(Available records begins)

//! Pass orchestration.
//!
//! Drives batches up the refinement ladder. Each pass claims its batch,
//! releases the store while the scanning collaborator runs, then merges
//! the results and advances the batch. Passes on one batch are strictly
//! serialized; distinct batches may run concurrently.

use crate::analysis::{AnomalyEvent, MergeEngine, MergeReport, PassConfiguration, PassLadder};
use crate::models::{Batch, BatchState, DiagnosisKey, RawExposure};
use crate::scanner::{ExposureScanner, ScannerError};
use crate::store::{BatchStore, StoreError};
use futures::future::join_all;
use serde::Serialize;
use std::sync::{Arc, Mutex};
use std::time::Duration;
use tokio_util::sync::CancellationToken;
use tracing::{debug, info, info_span, warn};

/// Errors that stop a pass. The batch stays at its last completed pass.
#[derive(Debug, thiserror::Error)]
pub enum AnalysisError {
    #[error("scanning collaborator failed on pass {pass}: {source}")]
    Collaborator {
        pass: usize,
        #[source]
        source: ScannerError,
    },

    #[error("scanning collaborator returned nothing on pass {pass}")]
    EmptyResult { pass: usize },

    #[error("pass {pass} was cancelled")]
    Cancelled { pass: usize },

    #[error("pass {pass} timed out after {:.1}s", .timeout.as_secs_f64())]
    TimedOut { pass: usize, timeout: Duration },

    #[error(transparent)]
    Store(#[from] StoreError),
}

/// Result of running one pass on one batch.
#[derive(Debug, Clone, PartialEq, Eq)]
pub enum PassOutcome {
    /// The pass was merged and the batch advanced.
    Advanced { pass: usize, report: MergeReport },
    /// The batch had already merged every pass.
    Complete,
}

/// One round over the work-list of batches at the lowest pass.
#[derive(Debug)]
pub struct Round {
    /// Pass that ran, or `None` when every batch was complete.
    pub pass: Option<usize>,
    pub results: Vec<(String, Result<PassOutcome, AnalysisError>)>,
}

impl Round {
    pub fn is_complete(&self) -> bool {
        self.pass.is_none()
    }

    /// Number of batches that advanced this round.
    pub fn advanced(&self) -> usize {
        self.results
            .iter()
            .filter(|(_, r)| matches!(r, Ok(PassOutcome::Advanced { .. })))
            .count()
    }
}

/// An anomaly attributed to the batch it was found in.
#[derive(Debug, Clone, PartialEq, Eq, Serialize)]
pub struct LoggedAnomaly {
    pub user_name: String,
    #[serde(flatten)]
    pub event: AnomalyEvent,
}

/// Shared record of every anomaly found by the orchestrator.
#[derive(Debug, Clone, Default)]
pub struct AnomalyLog {
    events: Arc<Mutex<Vec<LoggedAnomaly>>>,
}

impl AnomalyLog {
    fn extend(&self, user_name: &str, events: &[AnomalyEvent]) {
        if events.is_empty() {
            return;
        }
        let mut log = self.events.lock().unwrap_or_else(|p| p.into_inner());
        log.extend(events.iter().map(|event| LoggedAnomaly {
            user_name: user_name.to_string(),
            event: event.clone(),
        }));
    }

    pub fn entries(&self) -> Vec<LoggedAnomaly> {
        self.events
            .lock()
            .unwrap_or_else(|p| p.into_inner())
            .clone()
    }

    pub fn len(&self) -> usize {
        self.events.lock().unwrap_or_else(|p| p.into_inner()).len()
    }

    pub fn is_empty(&self) -> bool {
        self.len() == 0
    }
}

/// Drives batches through the pass ladder.
pub struct AnalysisOrchestrator<S: ExposureScanner> {
    scanner: Arc<S>,
    store: Arc<BatchStore>,
    ladder: PassLadder,
    pass_timeout: Option<Duration>,
    anomalies: AnomalyLog,
}

impl<S: ExposureScanner> AnalysisOrchestrator<S> {
    pub fn new(scanner: Arc<S>, store: Arc<BatchStore>, ladder: PassLadder) -> Self {
        Self {
            scanner,
            store,
            ladder,
            pass_timeout: None,
            anomalies: AnomalyLog::default(),
        }
    }

    /// Abandon a pass when the collaborator takes longer than `timeout`.
    pub fn with_pass_timeout(mut self, timeout: Option<Duration>) -> Self {
        self.pass_timeout = timeout;
        self
    }

    pub fn ladder(&self) -> &PassLadder {
        &self.ladder
    }

    pub fn anomalies(&self) -> &AnomalyLog {
        &self.anomalies
    }

    /// Current state of a batch.
    pub fn state(&self, user_name: &str) -> Option<BatchState> {
        self.store
            .batch(user_name)
            .map(|b| b.state(self.ladder.len()))
    }

    /// Run the next pass for one batch.
    ///
    /// On any error the batch keeps its pass count and can be retried. A
    /// result that arrives after `cancel` fires is discarded.
    pub async fn run_next_pass(
        &self,
        user_name: &str,
        cancel: &CancellationToken,
    ) -> Result<PassOutcome, AnalysisError> {
        let claim = self.store.claim(user_name)?;
        let batch = claim.batch();

        let Some((pass, config)) = batch
            .next_pass(self.ladder.len())
            .and_then(|p| self.ladder.get(p).map(|c| (p, *c)))
        else {
            debug!("{} has completed all passes", user_name);
            return Ok(PassOutcome::Complete);
        };

        info!(
            "Running pass {}/{} for {} ({} keys, cutoffs {}/{})",
            pass + 1,
            Batch::required_passes(self.ladder.len()),
            user_name,
            batch.keys.len(),
            config.low_cutoff,
            config.high_cutoff
        );

        let measurements = self.evaluate(&batch.keys, &config, pass, cancel).await?;

        if cancel.is_cancelled() {
            warn!("Discarding late results of pass {} for {}", pass, user_name);
            return Err(AnalysisError::Cancelled { pass });
        }

        let relevant = measurements
            .iter()
            .filter(|m| m.transmission_risk_level == batch.transmission_risk_level)
            .count();
        if relevant == 0 && !batch.exposures.is_empty() {
            warn!("Pass {} returned no measurements for {}", pass, user_name);
            return Err(AnalysisError::EmptyResult { pass });
        }

        let report = self.store.update(&claim, |b| {
            let report = info_span!("merge", user = %user_name, pass).in_scope(|| {
                MergeEngine::new(&self.ladder).merge_batch(
                    &mut b.exposures,
                    &measurements,
                    b.transmission_risk_level,
                    pass,
                )
            });
            b.analysis_passes = pass + 1;
            report
        })?;

        info!(
            "Pass {} for {}: {} created, {} refined, {} untouched, {} unmatched, {} anomalies",
            pass,
            user_name,
            report.created,
            report.refined,
            report.untouched,
            report.unmatched,
            report.anomalies.len()
        );
        self.anomalies.extend(user_name, &report.anomalies);

        Ok(PassOutcome::Advanced { pass, report })
    }

    /// Run passes for one batch until it completes or a pass fails.
    pub async fn run_to_completion(
        &self,
        user_name: &str,
        cancel: &CancellationToken,
    ) -> Result<BatchState, AnalysisError> {
        while let PassOutcome::Advanced { .. } = self.run_next_pass(user_name, cancel).await? {}
        Ok(self.state(user_name).unwrap_or(BatchState::Complete))
    }

    /// Run one round: every batch at the lowest pass advances by one pass.
    ///
    /// Batches that are already further along are not part of the round.
    pub async fn run_round(&self, cancel: &CancellationToken) -> Round {
        let len = self.ladder.len();
        let batches = self.store.snapshot();

        let Some(lowest) = batches
            .iter()
            .filter(|b| b.next_pass(len).is_some())
            .map(|b| b.last_pass())
            .min()
        else {
            return Round {
                pass: None,
                results: Vec::new(),
            };
        };

        let work_list: Vec<String> = batches
            .into_iter()
            .filter(|b| b.last_pass() == lowest)
            .map(|b| b.user_name)
            .collect();
        let pass = lowest.map_or(0, |p| p + 1);
        debug!("Round for pass {}: {:?}", pass, work_list);

        let results = join_all(work_list.iter().map(|user| async move {
            (user.clone(), self.run_next_pass(user, cancel).await)
        }))
        .await;

        for (user, result) in &results {
            if let Err(e) = result {
                warn!("Pass {} for {} did not complete: {}", pass, user, e);
            }
        }

        Round {
            pass: Some(pass),
            results,
        }
    }

    /// Run rounds until every batch completes, a round makes no progress,
    /// `max_rounds` is reached, or `cancel` fires.
    pub async fn analyze_all(
        &self,
        cancel: &CancellationToken,
        max_rounds: Option<usize>,
    ) -> Vec<Round> {
        let mut rounds = Vec::new();

        while max_rounds.map_or(true, |max| rounds.len() < max) && !cancel.is_cancelled() {
            let round = self.run_round(cancel).await;
            let stop = round.is_complete() || round.advanced() == 0;
            rounds.push(round);
            if stop {
                break;
            }
        }

        rounds
    }

    async fn evaluate(
        &self,
        keys: &[DiagnosisKey],
        config: &PassConfiguration,
        pass: usize,
        cancel: &CancellationToken,
    ) -> Result<Vec<RawExposure>, AnalysisError> {
        let call = self.scanner.evaluate(keys, config);
        let bounded = async {
            let result = match self.pass_timeout {
                Some(limit) => match tokio::time::timeout(limit, call).await {
                    Ok(result) => result,
                    Err(_) => return Err(AnalysisError::TimedOut { pass, timeout: limit }),
                },
                None => call.await,
            };
            result.map_err(|source| AnalysisError::Collaborator { pass, source })
        };

        tokio::select! {
            biased;
            _ = cancel.cancelled() => Err(AnalysisError::Cancelled { pass }),
            result = bounded => result,
        }
    }
}
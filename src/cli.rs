//! Command-line interface argument parsing.
//!
//! This module handles all CLI argument parsing using clap,
//! including validation and default values.

use clap::{Parser, Subcommand};
use std::path::PathBuf;

/// Exposure Refiner - converge exposure estimates across scanning passes
///
/// Imports contact key packages, runs them through a ladder of
/// increasingly precise scanning passes, and merges each pass into
/// bounded exposure records.
///
/// Examples:
///   exposure-refiner import keys/alice.json
///   exposure-refiner analyze --replay measurements.json
///   exposure-refiner analyze --user Alice --rounds 1
///   exposure-refiner report --format json --output exposures-report.json
///   exposure-refiner init-config
#[derive(Parser, Debug, Clone)]
#[command(author, version, about, long_about = None)]
#[command(propagate_version = true)]
pub struct Args {
    #[command(subcommand)]
    pub command: Command,

    /// Path to configuration file
    ///
    /// If not specified, looks for .exposure-refiner.toml in the current directory
    #[arg(short, long, value_name = "FILE", global = true)]
    pub config: Option<PathBuf>,

    /// Path of the persisted batch store
    #[arg(long, value_name = "FILE", env = "EXPOSURE_REFINER_STORE", global = true)]
    pub store: Option<PathBuf>,

    /// Recorded measurements to replay as the scanning collaborator
    #[arg(long, value_name = "FILE", global = true)]
    pub replay: Option<PathBuf>,

    /// Per-pass timeout in seconds (0 disables)
    #[arg(long, value_name = "SECS", global = true)]
    pub timeout: Option<u64>,

    /// Enable verbose logging output
    #[arg(short, long, global = true)]
    pub verbose: bool,

    /// Run in quiet mode (minimal output)
    #[arg(short, long, global = true)]
    pub quiet: bool,
}

/// Subcommands.
#[derive(Subcommand, Debug, Clone, PartialEq, Eq)]
pub enum Command {
    /// Import a contact's key package
    Import {
        /// Key package JSON file
        #[arg(value_name = "FILE")]
        file: PathBuf,
    },

    /// Run refinement passes
    Analyze {
        /// Only advance this contact's batch
        #[arg(long, value_name = "NAME")]
        user: Option<String>,

        /// Stop after this many rounds (default: until complete)
        #[arg(long, value_name = "COUNT")]
        rounds: Option<usize>,
    },

    /// Show where every batch stands on the pass ladder
    Status,

    /// Write a report of all batches
    Report {
        /// Output format (markdown, json)
        #[arg(long, default_value = "markdown", value_name = "FORMAT")]
        format: OutputFormat,

        /// Output file (default: stdout)
        #[arg(short, long, value_name = "FILE")]
        output: Option<PathBuf>,
    },

    /// Delete every batch
    Clear {
        /// Confirm deletion
        #[arg(long)]
        yes: bool,
    },

    /// Generate a default .exposure-refiner.toml configuration file
    InitConfig,
}

/// Output format for the report.
#[derive(Debug, Clone, Copy, PartialEq, Eq, Default, clap::ValueEnum)]
pub enum OutputFormat {
    /// Markdown format (default)
    #[default]
    Markdown,
    /// JSON format
    Json,
}

impl Args {
    /// Parse command-line arguments.
    pub fn parse_args() -> Self {
        Self::parse()
    }

    /// Validate the parsed arguments.
    pub fn validate(&self) -> Result<(), String> {
        if self.verbose && self.quiet {
            return Err("Cannot use both --verbose and --quiet".to_string());
        }

        match &self.command {
            Command::Import { file } => {
                if !file.is_file() {
                    return Err(format!("Key package does not exist: {}", file.display()));
                }
            }
            Command::Analyze { user, rounds } => {
                if matches!(user.as_deref(), Some(name) if name.trim().is_empty()) {
                    return Err("User name must not be empty".to_string());
                }
                if *rounds == Some(0) {
                    return Err("Rounds must be at least 1".to_string());
                }
            }
            Command::Clear { yes } => {
                if !yes {
                    return Err("Refusing to delete all batches without --yes".to_string());
                }
            }
            Command::Status | Command::Report { .. } | Command::InitConfig => {}
        }

        Ok(())
    }

    /// Returns the log level based on verbosity settings.
    pub fn log_level(&self) -> tracing::Level {
        if self.quiet {
            tracing::Level::ERROR
        } else if self.verbose {
            tracing::Level::DEBUG
        } else {
            tracing::Level::INFO
        }
    }
}
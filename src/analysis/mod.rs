//! Refinement engine.
//!
//! Bounded values, duration profiles, the pass ladder, and the merge engine
//! that folds each pass's measurements into converging exposure records.

pub mod bounds;
pub mod merge;
pub mod passes;
pub mod profile;

pub use bounds::BoundedValue;
pub use merge::{AnomalyEvent, MergeEngine, MergeReport};
pub use passes::{PassConfiguration, PassLadder};
pub use profile::DurationProfile;
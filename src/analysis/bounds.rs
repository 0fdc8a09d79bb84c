//! Bounded integer measurements.
//!
//! A [`BoundedValue`] is either an exact measurement or a lower bound
//! ("at least N") produced by a pass that could not observe the quantity
//! precisely. Every operation here is total: inconsistent inputs yield a
//! best-effort value plus an [`Anomaly`] instead of an error.

use serde::{Deserialize, Deserializer, Serialize, Serializer};
use std::fmt;
use std::str::FromStr;

/// Prefix used in the textual form of a lower bound.
const LOWER_BOUND_PREFIX: &str = ">= ";

/// A non-negative integer that is either exact or a lower bound.
#[derive(Debug, Clone, Copy, PartialEq, Eq, Hash)]
pub struct BoundedValue {
    value: u32,
    exact: bool,
}

/// Inconsistency detected between two bounds describing the same quantity.
#[derive(Debug, Clone, PartialEq, Eq, Serialize, thiserror::Error)]
#[serde(tag = "kind", rename_all = "snake_case")]
pub enum Anomaly {
    /// An exact value fell under a lower bound observed for the same quantity.
    #[error("exact value {exact} is below lower bound {bound}")]
    ExactBelowBound { exact: u32, bound: u32 },

    /// Two exact observations of the same quantity disagree.
    #[error("conflicting exact values {left} and {right}")]
    ConflictingExact { left: u32, right: u32 },

    /// Bucket durations do not add up to the reported total duration.
    #[error("bucket total {buckets} does not match duration {duration}")]
    DurationMismatch { buckets: BoundedValue, duration: u32 },

    /// Computed attenuation classification disagrees with the collaborator.
    #[error("classified level {computed} differs from reported level {reported}")]
    ClassificationMismatch { computed: u32, reported: u32 },
}

/// A value together with the anomaly, if any, found while computing it.
#[derive(Debug, Clone, PartialEq, Eq)]
pub struct Checked<T> {
    pub value: T,
    pub anomaly: Option<Anomaly>,
}

impl<T> Checked<T> {
    fn clean(value: T) -> Self {
        Self {
            value,
            anomaly: None,
        }
    }

    fn flagged(value: T, anomaly: Anomaly) -> Self {
        Self {
            value,
            anomaly: Some(anomaly),
        }
    }
}

/// Error returned when bound text is malformed.
#[derive(Debug, Clone, PartialEq, Eq, thiserror::Error)]
pub enum ParseBoundError {
    #[error("empty bound text")]
    Empty,

    #[error("invalid bound '{text}': expected \"N\" or \">= N\"")]
    InvalidNumber { text: String },
}

impl BoundedValue {
    /// The unknown quantity: at least zero.
    pub const UNKNOWN: BoundedValue = BoundedValue {
        value: 0,
        exact: false,
    };

    /// Exact zero.
    pub const ZERO: BoundedValue = BoundedValue {
        value: 0,
        exact: true,
    };

    pub fn from_exact(value: u32) -> Self {
        Self { value, exact: true }
    }

    pub fn from_lower_bound(value: u32) -> Self {
        Self {
            value,
            exact: false,
        }
    }

    pub fn value(&self) -> u32 {
        self.value
    }

    pub fn is_exact(&self) -> bool {
        self.exact
    }

    /// Parse the textual form: `"N"` is exact, `">= N"` is a lower bound.
    pub fn parse(text: &str) -> Result<Self, ParseBoundError> {
        let trimmed = text.trim();
        if trimmed.is_empty() {
            return Err(ParseBoundError::Empty);
        }

        let (digits, exact) = match trimmed.strip_prefix(">=") {
            Some(rest) => (rest.trim_start(), false),
            None => (trimmed, true),
        };

        let value = digits
            .parse::<u32>()
            .map_err(|_| ParseBoundError::InvalidNumber {
                text: text.to_string(),
            })?;

        Ok(Self { value, exact })
    }

    /// Sum of two bounds; exact only if both are.
    pub fn add(self, other: BoundedValue) -> BoundedValue {
        BoundedValue {
            value: self.value.saturating_add(other.value),
            exact: self.exact && other.exact,
        }
    }

    /// Difference of two bounds.
    ///
    /// Subtracting a lower bound says nothing about the result, so that case
    /// yields [`BoundedValue::UNKNOWN`]. Bounds never go negative.
    pub fn subtract(self, other: BoundedValue) -> BoundedValue {
        if !other.exact {
            return BoundedValue::UNKNOWN;
        }
        BoundedValue {
            value: self.value.saturating_sub(other.value),
            exact: self.exact,
        }
    }

    /// Integer division by a scalar, preserving exactness.
    ///
    /// Division by zero yields [`BoundedValue::UNKNOWN`].
    pub fn divide(self, scalar: u32) -> BoundedValue {
        match self.value.checked_div(scalar) {
            Some(value) => BoundedValue {
                value,
                exact: self.exact,
            },
            None => BoundedValue::UNKNOWN,
        }
    }

    /// Multiply by a scalar weight, preserving exactness.
    pub fn scale(self, factor: u32) -> BoundedValue {
        BoundedValue {
            value: self.value.saturating_mul(factor),
            exact: self.exact,
        }
    }

    /// Whether `n` is a possible value of this bound.
    pub fn matches(&self, n: u32) -> bool {
        if self.exact {
            self.value == n
        } else {
            self.value <= n
        }
    }

    /// Demote to a lower bound with the same value.
    pub fn as_lower_bound(self) -> BoundedValue {
        BoundedValue {
            value: self.value,
            exact: false,
        }
    }

    /// Raise a lower bound to `lower`, promoting it to exact when it lands
    /// on an exact `upper`.
    ///
    /// Exact values are returned unchanged; one that sits under `lower` is
    /// flagged since the quantity can only have grown.
    pub fn clamp(self, lower: BoundedValue, upper: BoundedValue) -> Checked<BoundedValue> {
        if self.exact {
            if self.value < lower.value {
                return Checked::flagged(
                    self,
                    Anomaly::ExactBelowBound {
                        exact: self.value,
                        bound: lower.value,
                    },
                );
            }
            return Checked::clean(self);
        }

        let raised = self.value.max(lower.value);
        if upper.exact && raised == upper.value {
            return Checked::clean(upper);
        }
        Checked::clean(BoundedValue::from_lower_bound(raised))
    }

    /// Combine two bounds believed to describe the same quantity.
    pub fn intersect(self, other: BoundedValue) -> Checked<BoundedValue> {
        match (self.exact, other.exact) {
            (false, false) => Checked::clean(BoundedValue::from_lower_bound(
                self.value.max(other.value),
            )),
            (true, false) => exact_over_bound(self, other),
            (false, true) => exact_over_bound(other, self),
            (true, true) if self.value == other.value => Checked::clean(self),
            (true, true) => Checked::flagged(
                BoundedValue::from_exact(self.value.max(other.value)),
                Anomaly::ConflictingExact {
                    left: self.value,
                    right: other.value,
                },
            ),
        }
    }
}

fn exact_over_bound(exact: BoundedValue, bound: BoundedValue) -> Checked<BoundedValue> {
    if exact.value >= bound.value {
        Checked::clean(exact)
    } else {
        Checked::flagged(
            exact,
            Anomaly::ExactBelowBound {
                exact: exact.value,
                bound: bound.value,
            },
        )
    }
}

impl Default for BoundedValue {
    fn default() -> Self {
        BoundedValue::UNKNOWN
    }
}

impl fmt::Display for BoundedValue {
    fn fmt(&self, f: &mut fmt::Formatter<'_>) -> fmt::Result {
        if self.exact {
            write!(f, "{}", self.value)
        } else {
            write!(f, "{}{}", LOWER_BOUND_PREFIX, self.value)
        }
    }
}

impl FromStr for BoundedValue {
    type Err = ParseBoundError;

    fn from_str(s: &str) -> Result<Self, Self::Err> {
        Self::parse(s)
    }
}

impl Serialize for BoundedValue {
    fn serialize<S: Serializer>(&self, serializer: S) -> Result<S::Ok, S::Error> {
        serializer.collect_str(self)
    }
}

impl<'de> Deserialize<'de> for BoundedValue {
    fn deserialize<D: Deserializer<'de>>(deserializer: D) -> Result<Self, D::Error> {
        let text = String::deserialize(deserializer)?;
        BoundedValue::parse(&text).map_err(serde::de::Error::custom)
    }
}

#[cfg(test)]
mod tests {
    use super::*;

    fn exact(n: u32) -> BoundedValue {
        BoundedValue::from_exact(n)
    }

    fn at_least(n: u32) -> BoundedValue {
        BoundedValue::from_lower_bound(n)
    }

    #[test]
    fn test_add_tracks_exactness() {
        assert_eq!(exact(3).add(exact(4)), exact(7));
        assert_eq!(exact(3).add(at_least(4)), at_least(7));
        assert_eq!(at_least(3).add(at_least(4)), at_least(7));
    }

    #[test]
    fn test_subtract() {
        assert_eq!(exact(10).subtract(exact(4)), exact(6));
        assert_eq!(at_least(10).subtract(exact(4)), at_least(6));
        assert_eq!(exact(10).subtract(at_least(4)), BoundedValue::UNKNOWN);
        assert_eq!(exact(3).subtract(exact(5)), exact(0));
    }

    #[test]
    fn test_divide() {
        assert_eq!(exact(72).divide(27), exact(2));
        assert_eq!(at_least(60).divide(25), at_least(2));
        assert_eq!(exact(5).divide(0), BoundedValue::UNKNOWN);
    }

    #[test]
    fn test_matches() {
        assert!(exact(5).matches(5));
        assert!(!exact(5).matches(6));
        assert!(at_least(5).matches(9));
        assert!(!at_least(5).matches(4));
    }

    #[test]
    fn test_intersect_exact_values() {
        let same = exact(50).intersect(exact(50));
        assert_eq!(same.value, exact(50));
        assert!(same.anomaly.is_none());

        let conflict = exact(50).intersect(exact(60));
        assert_eq!(conflict.value, exact(60));
        assert_eq!(
            conflict.anomaly,
            Some(Anomaly::ConflictingExact {
                left: 50,
                right: 60
            })
        );
    }

    #[test]
    fn test_intersect_exact_with_bound() {
        let refined = at_least(40).intersect(exact(55));
        assert_eq!(refined.value, exact(55));
        assert!(refined.anomaly.is_none());

        let shrunk = at_least(60).intersect(exact(55));
        assert_eq!(shrunk.value, exact(55));
        assert!(matches!(
            shrunk.anomaly,
            Some(Anomaly::ExactBelowBound {
                exact: 55,
                bound: 60
            })
        ));

        // Symmetric in argument order.
        assert_eq!(exact(55).intersect(at_least(40)).value, exact(55));
    }

    #[test]
    fn test_intersect_two_bounds() {
        let merged = at_least(10).intersect(at_least(12));
        assert_eq!(merged.value, at_least(12));
        assert!(merged.anomaly.is_none());
    }

    #[test]
    fn test_clamp() {
        assert_eq!(at_least(10).clamp(at_least(20), at_least(30)).value, at_least(20));
        assert_eq!(at_least(10).clamp(exact(25), exact(25)).value, exact(25));
        assert_eq!(at_least(30).clamp(exact(25), exact(25)).value, at_least(30));

        let kept = exact(12).clamp(at_least(5), BoundedValue::UNKNOWN);
        assert_eq!(kept.value, exact(12));
        assert!(kept.anomaly.is_none());

        let flagged = exact(12).clamp(at_least(20), BoundedValue::UNKNOWN);
        assert_eq!(flagged.value, exact(12));
        assert!(flagged.anomaly.is_some());
    }

    #[test]
    fn test_parse_and_display() {
        assert_eq!(BoundedValue::parse("12").unwrap(), exact(12));
        assert_eq!(BoundedValue::parse(">= 30").unwrap(), at_least(30));
        assert_eq!(">=7".parse::<BoundedValue>().unwrap(), at_least(7));
        assert_eq!(at_least(30).to_string(), ">= 30");
        assert_eq!(exact(4).to_string(), "4");
    }

    #[test]
    fn test_parse_rejects_malformed_text() {
        assert_eq!(BoundedValue::parse("  "), Err(ParseBoundError::Empty));
        assert!(matches!(
            BoundedValue::parse(">= ten"),
            Err(ParseBoundError::InvalidNumber { .. })
        ));
        assert!(BoundedValue::parse("-3").is_err());
    }

    #[test]
    fn test_serde_uses_text_form() {
        let json = serde_json::to_string(&vec![exact(5), at_least(30)]).unwrap();
        assert_eq!(json, r#"["5",">= 30"]"#);

        let back: Vec<BoundedValue> = serde_json::from_str(&json).unwrap();
        assert_eq!(back, vec![exact(5), at_least(30)]);

        assert!(serde_json::from_str::<BoundedValue>(r#""abc""#).is_err());
    }
}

(Available records ends)

**Exercise directions**
Write the opening line of the data above and every line after it, exactly, stopping once you have written the line with "pub enum AnalysisError".

**Task output**
//! Pass orchestration.
//!
//! Drives batches up the refinement ladder. Each pass claims its batch,
//! releases the store while the scanning collaborator runs, then merges
//! the results and advances the batch. Passes on one batch are strictly
//! serialized; distinct batches may run concurrently.

use crate::analysis::{AnomalyEvent, MergeEngine, MergeReport, PassConfiguration, PassLadder};
use crate::models::{Batch, BatchState, DiagnosisKey, RawExposure};
use crate::scanner::{ExposureScanner, ScannerError};
use crate::store::{BatchStore, StoreError};
use futures::future::join_all;
use serde::Serialize;
use std::sync::{Arc, Mutex};
use std::time::Duration;
use tokio_util::sync::CancellationToken;
use tracing::{debug, info, info_span, warn};

/// Errors that stop a pass. The batch stays at its last completed pass.
#[derive(Debug, thiserror::Error)]
pub enum AnalysisError {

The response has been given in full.